• Exercise brief: A bare count is the expected answer, namely the number of lines in the records that have the word "input".

Stored items
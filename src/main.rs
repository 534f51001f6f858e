//! ime-broker: per-user launcher and message broker for input-method
//! backend processes.

use std::io::{self, Write};
use std::path::PathBuf;
use std::sync::Arc;

use anyhow::{Context, Result};
use clap::Parser;
use log::{info, warn, LevelFilter};

use ime_broker::config::BrokerConfig;
use ime_broker::ipc::{self, EndpointPath};
use ime_broker::protocol::QUIT_MESSAGE;
use ime_broker::registry::Registry;
use ime_broker::server::PipeServer;

#[derive(Debug, Parser)]
#[command(name = "ime-broker", version, about = "Message broker for input-method backends")]
struct Cli {
    /// Ask a running broker instance to quit, then exit.
    #[arg(long)]
    quit: bool,

    /// Broker directory holding backend definitions (defaults to the
    /// directory containing this executable).
    #[arg(long, value_name = "PATH")]
    dir: Option<PathBuf>,

    /// Increase log verbosity (repeatable).
    #[arg(short, long, action = clap::ArgAction::Count)]
    verbose: u8,

    /// Silence all log output.
    #[arg(short, long, conflicts_with = "verbose")]
    quiet: bool,
}

fn main() {
    if let Err(err) = try_main() {
        let _ = writeln!(io::stderr(), "{err:?}");
        std::process::exit(1);
    }
}

fn try_main() -> Result<()> {
    let cli = Cli::parse();
    init_logging(&cli);
    run(cli)
}

fn init_logging(cli: &Cli) {
    let level = if cli.quiet {
        LevelFilter::Off
    } else {
        match cli.verbose {
            0 => LevelFilter::Info,
            1 => LevelFilter::Debug,
            _ => LevelFilter::Trace,
        }
    };

    env_logger::Builder::from_env(env_logger::Env::default().default_filter_or("info"))
        .filter_level(level)
        .try_init()
        .ok();
}

// The broker is one cooperative event loop; a single-threaded runtime
// is all it needs.
#[tokio::main(flavor = "current_thread")]
async fn run(cli: Cli) -> Result<()> {
    let endpoint = EndpointPath::per_user();

    if cli.quit {
        return quit_existing(&endpoint).await;
    }

    #[cfg(windows)]
    register_restart();

    let broker_dir = match cli.dir {
        Some(dir) => dir,
        None => BrokerConfig::default_dir()?,
    };
    let config = BrokerConfig::load(&broker_dir)?;
    if config.backends.is_empty() {
        warn!(
            "no backend definitions found in {}",
            config.broker_dir.display()
        );
    }

    let registry = Arc::new(Registry::from_config(&config));
    PipeServer::new(registry).run(&endpoint).await
}

/// Ask the broker instance on the well-known endpoint to exit. Finding
/// no running instance is not an error.
async fn quit_existing(endpoint: &EndpointPath) -> Result<()> {
    match ipc::connect(endpoint).await {
        Ok(connection) => {
            let (_reader, mut writer) = connection.split();
            writer
                .write_message(QUIT_MESSAGE)
                .await
                .context("sending quit to the running broker")?;
            info!("asked the running broker to quit");
        }
        Err(err) => info!("no running broker instance found: {err}"),
    }
    Ok(())
}

/// Ask the OS to relaunch the broker if it crashes.
#[cfg(windows)]
fn register_restart() {
    use windows_sys::Win32::System::Recovery::RegisterApplicationRestart;

    // SAFETY: a null command line restarts with the original arguments.
    let result = unsafe { RegisterApplicationRestart(std::ptr::null(), 0) };
    if result != 0 {
        warn!("RegisterApplicationRestart failed (hresult {result:#x})");
    }
}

• Finished exercise: 2